### Task statement
Show every line below where "tool" can be found.

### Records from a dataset
==*==

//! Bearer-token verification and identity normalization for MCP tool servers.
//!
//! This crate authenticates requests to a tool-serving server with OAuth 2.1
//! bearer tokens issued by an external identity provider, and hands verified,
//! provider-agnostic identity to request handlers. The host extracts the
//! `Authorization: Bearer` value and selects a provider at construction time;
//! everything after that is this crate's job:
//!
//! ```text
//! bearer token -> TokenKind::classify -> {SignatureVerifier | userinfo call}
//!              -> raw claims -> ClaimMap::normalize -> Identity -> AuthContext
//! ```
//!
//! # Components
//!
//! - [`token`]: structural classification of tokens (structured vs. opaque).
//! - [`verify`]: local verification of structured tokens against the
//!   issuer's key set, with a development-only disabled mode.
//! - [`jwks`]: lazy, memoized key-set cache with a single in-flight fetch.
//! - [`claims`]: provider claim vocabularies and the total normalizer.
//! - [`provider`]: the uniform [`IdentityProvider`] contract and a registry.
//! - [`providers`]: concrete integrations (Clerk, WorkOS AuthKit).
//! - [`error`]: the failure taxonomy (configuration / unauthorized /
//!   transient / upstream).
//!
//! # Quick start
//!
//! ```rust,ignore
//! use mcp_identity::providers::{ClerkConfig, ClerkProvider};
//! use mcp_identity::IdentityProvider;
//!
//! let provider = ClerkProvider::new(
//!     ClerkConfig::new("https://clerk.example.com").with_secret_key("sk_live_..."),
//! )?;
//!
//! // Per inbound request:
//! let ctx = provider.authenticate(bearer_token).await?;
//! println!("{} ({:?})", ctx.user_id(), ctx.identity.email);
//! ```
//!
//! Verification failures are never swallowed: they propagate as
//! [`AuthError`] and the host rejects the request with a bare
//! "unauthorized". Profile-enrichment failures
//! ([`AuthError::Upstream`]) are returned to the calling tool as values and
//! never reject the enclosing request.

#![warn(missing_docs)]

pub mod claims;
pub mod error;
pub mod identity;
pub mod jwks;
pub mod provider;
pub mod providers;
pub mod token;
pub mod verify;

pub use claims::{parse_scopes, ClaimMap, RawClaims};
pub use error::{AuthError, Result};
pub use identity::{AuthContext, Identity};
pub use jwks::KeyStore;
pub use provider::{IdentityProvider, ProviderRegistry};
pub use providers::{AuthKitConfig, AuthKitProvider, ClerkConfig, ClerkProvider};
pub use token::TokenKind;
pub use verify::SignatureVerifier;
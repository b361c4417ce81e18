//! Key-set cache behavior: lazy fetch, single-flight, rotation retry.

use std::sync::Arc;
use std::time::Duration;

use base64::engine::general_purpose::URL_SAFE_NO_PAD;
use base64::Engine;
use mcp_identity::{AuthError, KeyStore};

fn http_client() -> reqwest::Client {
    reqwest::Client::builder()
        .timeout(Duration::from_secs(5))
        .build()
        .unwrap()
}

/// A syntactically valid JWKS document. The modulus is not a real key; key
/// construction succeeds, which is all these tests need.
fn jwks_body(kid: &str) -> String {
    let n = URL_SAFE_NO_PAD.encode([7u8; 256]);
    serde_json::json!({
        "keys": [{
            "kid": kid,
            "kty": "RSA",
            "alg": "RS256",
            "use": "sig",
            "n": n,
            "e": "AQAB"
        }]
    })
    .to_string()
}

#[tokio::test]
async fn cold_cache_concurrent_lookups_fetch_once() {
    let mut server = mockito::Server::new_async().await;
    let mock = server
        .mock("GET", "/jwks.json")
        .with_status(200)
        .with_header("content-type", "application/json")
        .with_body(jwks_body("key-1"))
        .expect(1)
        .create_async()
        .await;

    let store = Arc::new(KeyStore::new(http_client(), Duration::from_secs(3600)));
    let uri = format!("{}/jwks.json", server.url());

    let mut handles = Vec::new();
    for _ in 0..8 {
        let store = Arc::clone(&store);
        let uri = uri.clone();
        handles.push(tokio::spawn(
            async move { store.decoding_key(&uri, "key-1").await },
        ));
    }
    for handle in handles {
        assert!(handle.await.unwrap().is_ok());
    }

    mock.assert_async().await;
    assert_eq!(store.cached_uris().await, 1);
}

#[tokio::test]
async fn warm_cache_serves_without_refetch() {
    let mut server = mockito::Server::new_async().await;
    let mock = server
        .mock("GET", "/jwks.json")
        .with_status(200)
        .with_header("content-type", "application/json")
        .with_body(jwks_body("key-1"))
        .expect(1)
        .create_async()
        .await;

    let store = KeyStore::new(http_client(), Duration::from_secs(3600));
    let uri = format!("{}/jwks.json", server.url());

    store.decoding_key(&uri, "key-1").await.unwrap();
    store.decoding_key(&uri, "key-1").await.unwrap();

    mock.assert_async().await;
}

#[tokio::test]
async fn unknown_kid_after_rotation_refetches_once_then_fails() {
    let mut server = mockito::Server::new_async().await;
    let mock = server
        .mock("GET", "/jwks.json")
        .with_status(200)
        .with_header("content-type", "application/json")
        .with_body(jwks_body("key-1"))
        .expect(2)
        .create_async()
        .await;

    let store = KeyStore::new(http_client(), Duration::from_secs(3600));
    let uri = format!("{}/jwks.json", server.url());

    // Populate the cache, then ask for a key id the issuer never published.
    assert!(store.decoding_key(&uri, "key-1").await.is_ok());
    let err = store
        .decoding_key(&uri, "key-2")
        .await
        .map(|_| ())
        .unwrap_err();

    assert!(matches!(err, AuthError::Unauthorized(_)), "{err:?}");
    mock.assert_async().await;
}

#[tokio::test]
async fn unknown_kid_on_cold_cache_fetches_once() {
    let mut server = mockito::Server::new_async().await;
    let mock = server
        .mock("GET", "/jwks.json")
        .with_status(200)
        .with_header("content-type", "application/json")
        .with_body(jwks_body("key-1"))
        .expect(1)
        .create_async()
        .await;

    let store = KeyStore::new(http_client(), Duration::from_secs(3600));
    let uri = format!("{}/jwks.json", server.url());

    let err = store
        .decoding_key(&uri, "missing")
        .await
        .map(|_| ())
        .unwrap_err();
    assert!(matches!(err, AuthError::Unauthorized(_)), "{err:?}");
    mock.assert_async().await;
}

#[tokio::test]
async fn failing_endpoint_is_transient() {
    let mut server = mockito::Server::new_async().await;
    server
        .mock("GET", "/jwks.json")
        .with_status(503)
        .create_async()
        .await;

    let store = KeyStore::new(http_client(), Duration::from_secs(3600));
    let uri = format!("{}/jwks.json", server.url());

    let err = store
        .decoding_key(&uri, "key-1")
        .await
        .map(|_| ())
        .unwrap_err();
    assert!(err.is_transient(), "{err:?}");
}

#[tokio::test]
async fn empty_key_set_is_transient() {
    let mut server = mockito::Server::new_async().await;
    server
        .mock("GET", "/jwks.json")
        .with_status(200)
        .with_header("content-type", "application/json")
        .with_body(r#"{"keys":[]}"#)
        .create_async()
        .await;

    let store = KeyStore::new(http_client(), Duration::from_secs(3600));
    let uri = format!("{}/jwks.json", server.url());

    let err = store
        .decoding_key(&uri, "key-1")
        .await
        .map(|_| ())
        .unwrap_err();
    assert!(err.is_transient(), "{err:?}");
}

==*==

### Result of this task
//! Bearer-token verification and identity normalization for MCP tool servers.
//! This crate authenticates requests to a tool-serving server with OAuth 2.1
//! ([`AuthError::Upstream`]) are returned to the calling tool as values and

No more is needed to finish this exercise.